* Work to be completed
Beginning at the line that contains "a new identity." and ending at the last line of the records below, retype each line exactly and add nothing.

[Available data]

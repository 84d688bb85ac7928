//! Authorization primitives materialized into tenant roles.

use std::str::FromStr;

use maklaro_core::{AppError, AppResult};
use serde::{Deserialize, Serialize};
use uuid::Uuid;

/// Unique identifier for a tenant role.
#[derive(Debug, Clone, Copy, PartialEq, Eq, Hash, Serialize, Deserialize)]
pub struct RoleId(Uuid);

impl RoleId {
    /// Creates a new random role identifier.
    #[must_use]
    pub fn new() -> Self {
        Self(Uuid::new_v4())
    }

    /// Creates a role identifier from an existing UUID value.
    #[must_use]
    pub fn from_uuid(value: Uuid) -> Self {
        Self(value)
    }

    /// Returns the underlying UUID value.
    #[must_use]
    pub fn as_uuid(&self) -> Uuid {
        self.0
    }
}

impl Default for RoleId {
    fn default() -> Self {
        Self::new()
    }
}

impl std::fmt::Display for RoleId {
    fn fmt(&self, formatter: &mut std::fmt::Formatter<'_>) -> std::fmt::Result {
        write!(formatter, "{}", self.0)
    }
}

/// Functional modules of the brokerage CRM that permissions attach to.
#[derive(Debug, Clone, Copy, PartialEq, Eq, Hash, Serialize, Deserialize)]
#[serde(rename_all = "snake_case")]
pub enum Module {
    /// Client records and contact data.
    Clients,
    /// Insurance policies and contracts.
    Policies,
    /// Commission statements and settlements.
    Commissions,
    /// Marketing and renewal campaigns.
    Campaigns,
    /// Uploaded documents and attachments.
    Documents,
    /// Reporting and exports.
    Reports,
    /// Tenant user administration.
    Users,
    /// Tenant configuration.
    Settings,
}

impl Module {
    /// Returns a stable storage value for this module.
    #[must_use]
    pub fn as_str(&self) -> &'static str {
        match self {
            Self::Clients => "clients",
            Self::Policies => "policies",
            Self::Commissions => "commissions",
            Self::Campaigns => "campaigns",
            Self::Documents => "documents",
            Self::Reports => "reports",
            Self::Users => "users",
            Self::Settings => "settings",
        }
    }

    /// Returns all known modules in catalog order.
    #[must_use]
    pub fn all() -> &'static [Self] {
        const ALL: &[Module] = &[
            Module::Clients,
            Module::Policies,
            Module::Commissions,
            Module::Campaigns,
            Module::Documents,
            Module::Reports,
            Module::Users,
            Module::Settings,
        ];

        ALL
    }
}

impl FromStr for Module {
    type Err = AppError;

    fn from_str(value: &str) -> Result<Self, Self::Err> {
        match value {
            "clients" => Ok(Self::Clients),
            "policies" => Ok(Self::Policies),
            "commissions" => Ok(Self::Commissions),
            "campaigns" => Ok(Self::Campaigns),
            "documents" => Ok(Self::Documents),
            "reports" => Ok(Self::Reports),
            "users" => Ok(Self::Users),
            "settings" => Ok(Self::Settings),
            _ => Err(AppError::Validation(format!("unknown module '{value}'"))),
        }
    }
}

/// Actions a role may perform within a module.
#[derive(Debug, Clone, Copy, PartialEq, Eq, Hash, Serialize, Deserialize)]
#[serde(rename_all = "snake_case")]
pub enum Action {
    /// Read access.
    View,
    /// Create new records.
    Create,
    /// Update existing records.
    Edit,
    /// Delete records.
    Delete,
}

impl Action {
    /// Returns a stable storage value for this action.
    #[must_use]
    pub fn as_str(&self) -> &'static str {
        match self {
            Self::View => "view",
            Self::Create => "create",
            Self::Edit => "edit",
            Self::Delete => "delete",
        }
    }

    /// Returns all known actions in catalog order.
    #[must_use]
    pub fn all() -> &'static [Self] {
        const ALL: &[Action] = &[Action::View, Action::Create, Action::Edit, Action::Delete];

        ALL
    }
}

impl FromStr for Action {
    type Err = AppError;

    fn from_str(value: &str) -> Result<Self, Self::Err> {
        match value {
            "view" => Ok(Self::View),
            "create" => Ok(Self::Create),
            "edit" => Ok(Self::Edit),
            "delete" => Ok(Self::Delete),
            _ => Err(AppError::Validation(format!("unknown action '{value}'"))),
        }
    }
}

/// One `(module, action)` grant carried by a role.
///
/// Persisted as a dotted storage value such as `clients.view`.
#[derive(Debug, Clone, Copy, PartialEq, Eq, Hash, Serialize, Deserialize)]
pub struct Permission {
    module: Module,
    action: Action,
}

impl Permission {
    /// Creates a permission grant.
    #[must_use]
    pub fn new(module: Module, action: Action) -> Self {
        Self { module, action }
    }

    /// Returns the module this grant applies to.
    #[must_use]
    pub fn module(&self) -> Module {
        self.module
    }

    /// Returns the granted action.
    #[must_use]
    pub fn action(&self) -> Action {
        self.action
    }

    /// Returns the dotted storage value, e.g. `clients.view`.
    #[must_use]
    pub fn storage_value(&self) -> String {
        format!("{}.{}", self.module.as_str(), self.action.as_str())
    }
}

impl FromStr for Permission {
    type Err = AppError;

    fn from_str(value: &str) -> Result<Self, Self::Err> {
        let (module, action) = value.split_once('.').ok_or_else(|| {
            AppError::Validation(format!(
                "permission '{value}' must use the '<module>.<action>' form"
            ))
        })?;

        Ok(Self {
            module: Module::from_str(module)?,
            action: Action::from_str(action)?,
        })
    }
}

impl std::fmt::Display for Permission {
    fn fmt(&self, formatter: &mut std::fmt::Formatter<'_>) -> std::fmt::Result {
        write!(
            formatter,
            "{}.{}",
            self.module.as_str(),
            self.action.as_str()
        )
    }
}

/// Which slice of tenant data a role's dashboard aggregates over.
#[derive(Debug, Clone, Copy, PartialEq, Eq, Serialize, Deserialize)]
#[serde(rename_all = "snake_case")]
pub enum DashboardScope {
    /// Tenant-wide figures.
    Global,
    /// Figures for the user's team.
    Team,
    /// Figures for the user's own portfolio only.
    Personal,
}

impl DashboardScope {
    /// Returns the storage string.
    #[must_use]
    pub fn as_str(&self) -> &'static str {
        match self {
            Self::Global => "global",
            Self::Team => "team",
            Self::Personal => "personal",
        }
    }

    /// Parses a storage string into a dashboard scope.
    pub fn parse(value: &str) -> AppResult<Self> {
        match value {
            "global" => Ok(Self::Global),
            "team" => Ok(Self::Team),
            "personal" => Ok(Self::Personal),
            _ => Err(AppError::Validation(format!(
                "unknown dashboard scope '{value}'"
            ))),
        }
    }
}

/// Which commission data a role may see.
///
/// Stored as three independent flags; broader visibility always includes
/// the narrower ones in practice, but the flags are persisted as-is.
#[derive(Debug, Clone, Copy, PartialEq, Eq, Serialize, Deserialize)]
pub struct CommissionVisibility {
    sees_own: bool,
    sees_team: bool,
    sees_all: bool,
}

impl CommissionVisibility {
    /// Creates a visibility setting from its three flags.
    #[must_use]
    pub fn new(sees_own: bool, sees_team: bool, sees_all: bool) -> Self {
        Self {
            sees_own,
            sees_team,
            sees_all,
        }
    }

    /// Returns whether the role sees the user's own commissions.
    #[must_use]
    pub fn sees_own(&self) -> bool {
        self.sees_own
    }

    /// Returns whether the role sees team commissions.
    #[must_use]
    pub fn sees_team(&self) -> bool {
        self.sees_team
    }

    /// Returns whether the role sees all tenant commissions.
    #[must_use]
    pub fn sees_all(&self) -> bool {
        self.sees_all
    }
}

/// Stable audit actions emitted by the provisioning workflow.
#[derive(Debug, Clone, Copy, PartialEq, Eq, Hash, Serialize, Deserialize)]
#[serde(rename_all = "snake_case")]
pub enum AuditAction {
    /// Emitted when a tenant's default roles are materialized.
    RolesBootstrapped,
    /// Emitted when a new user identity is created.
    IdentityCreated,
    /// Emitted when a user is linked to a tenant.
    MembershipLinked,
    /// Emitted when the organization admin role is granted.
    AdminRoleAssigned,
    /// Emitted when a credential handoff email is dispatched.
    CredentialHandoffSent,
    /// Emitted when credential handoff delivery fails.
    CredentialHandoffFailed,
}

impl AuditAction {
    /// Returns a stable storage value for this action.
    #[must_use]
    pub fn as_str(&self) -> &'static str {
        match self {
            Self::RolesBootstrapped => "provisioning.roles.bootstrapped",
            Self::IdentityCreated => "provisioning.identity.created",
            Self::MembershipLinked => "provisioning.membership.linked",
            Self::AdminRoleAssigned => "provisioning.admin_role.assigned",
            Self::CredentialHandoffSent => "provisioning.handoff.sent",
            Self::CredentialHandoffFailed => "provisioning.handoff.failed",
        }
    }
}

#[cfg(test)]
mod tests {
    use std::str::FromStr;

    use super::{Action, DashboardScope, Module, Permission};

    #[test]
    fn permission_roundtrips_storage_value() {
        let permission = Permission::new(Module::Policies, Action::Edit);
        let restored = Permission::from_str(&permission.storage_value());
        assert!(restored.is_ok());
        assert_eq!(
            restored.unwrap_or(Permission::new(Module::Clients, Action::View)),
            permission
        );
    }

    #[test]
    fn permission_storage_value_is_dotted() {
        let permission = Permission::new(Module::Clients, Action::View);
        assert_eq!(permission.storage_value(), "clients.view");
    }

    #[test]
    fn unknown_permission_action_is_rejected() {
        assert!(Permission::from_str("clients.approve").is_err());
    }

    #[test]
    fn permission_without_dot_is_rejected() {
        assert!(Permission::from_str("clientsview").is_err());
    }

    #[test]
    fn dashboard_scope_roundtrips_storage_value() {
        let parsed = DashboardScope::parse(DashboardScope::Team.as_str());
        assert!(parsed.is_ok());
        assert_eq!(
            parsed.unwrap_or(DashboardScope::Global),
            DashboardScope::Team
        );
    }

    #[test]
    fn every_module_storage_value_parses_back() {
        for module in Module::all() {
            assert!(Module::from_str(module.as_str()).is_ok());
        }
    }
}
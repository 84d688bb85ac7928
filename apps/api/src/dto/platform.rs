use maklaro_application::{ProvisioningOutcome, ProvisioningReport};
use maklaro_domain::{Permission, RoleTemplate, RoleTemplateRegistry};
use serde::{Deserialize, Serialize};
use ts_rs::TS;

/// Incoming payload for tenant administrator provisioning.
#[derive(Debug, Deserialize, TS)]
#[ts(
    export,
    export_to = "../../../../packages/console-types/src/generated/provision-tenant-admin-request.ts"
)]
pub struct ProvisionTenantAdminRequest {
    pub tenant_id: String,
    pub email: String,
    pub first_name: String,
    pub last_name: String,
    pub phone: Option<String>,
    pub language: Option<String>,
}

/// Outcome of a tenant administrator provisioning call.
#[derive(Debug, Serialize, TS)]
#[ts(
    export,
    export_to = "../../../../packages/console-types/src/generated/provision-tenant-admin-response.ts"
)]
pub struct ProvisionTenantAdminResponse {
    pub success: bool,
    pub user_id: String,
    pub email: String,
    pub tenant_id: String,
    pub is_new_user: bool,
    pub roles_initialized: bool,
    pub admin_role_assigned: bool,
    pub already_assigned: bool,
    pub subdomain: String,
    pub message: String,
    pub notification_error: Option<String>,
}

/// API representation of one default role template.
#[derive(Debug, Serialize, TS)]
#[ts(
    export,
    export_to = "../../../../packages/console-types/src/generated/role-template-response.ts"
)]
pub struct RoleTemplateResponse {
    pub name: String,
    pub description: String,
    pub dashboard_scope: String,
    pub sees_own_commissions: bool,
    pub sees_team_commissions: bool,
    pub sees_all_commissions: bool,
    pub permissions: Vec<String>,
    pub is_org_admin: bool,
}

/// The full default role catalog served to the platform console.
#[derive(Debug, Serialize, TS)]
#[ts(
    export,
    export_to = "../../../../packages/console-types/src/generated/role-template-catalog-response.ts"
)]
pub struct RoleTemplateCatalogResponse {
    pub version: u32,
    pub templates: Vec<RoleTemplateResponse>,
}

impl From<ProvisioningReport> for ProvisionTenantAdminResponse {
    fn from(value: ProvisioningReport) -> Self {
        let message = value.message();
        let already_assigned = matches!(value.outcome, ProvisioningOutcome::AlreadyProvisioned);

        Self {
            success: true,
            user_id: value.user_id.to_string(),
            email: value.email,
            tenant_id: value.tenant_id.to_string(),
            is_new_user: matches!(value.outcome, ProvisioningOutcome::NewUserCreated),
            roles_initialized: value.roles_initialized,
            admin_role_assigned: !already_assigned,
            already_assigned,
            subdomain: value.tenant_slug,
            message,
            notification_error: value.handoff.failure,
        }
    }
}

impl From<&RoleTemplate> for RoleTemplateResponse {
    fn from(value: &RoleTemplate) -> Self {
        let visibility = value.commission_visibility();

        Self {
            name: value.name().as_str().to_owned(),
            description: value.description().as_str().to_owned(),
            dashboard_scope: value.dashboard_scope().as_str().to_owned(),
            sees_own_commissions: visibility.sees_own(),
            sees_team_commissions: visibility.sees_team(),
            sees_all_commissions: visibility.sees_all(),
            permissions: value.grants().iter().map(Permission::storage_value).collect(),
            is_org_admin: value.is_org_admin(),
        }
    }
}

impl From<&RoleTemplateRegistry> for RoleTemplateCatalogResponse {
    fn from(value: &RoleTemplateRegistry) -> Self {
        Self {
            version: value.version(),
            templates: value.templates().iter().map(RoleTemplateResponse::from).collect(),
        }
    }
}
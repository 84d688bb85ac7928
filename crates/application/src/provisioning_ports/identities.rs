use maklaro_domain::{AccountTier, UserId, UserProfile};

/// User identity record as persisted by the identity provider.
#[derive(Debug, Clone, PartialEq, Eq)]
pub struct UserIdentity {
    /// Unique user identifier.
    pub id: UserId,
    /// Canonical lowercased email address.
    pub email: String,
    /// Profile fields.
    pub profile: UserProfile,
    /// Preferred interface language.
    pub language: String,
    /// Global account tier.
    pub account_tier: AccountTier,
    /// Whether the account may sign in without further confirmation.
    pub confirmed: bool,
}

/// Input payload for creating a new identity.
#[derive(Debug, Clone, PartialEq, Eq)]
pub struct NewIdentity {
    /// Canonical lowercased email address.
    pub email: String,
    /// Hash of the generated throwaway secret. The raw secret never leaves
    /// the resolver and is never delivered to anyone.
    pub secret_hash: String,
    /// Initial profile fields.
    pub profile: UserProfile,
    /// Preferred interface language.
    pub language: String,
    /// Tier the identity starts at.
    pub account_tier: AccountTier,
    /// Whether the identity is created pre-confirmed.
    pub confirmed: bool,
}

[/Available data]

* Exercise result
/// Input payload for creating a new identity.
#[derive(Debug, Clone, PartialEq, Eq)]
pub struct NewIdentity {
    /// Canonical lowercased email address.
    pub email: String,
    /// Hash of the generated throwaway secret. The raw secret never leaves
    /// the resolver and is never delivered to anyone.
    pub secret_hash: String,
    /// Initial profile fields.
    pub profile: UserProfile,
    /// Preferred interface language.
    pub language: String,
    /// Tier the identity starts at.
    pub account_tier: AccountTier,
    /// Whether the identity is created pre-confirmed.
    pub confirmed: bool,
}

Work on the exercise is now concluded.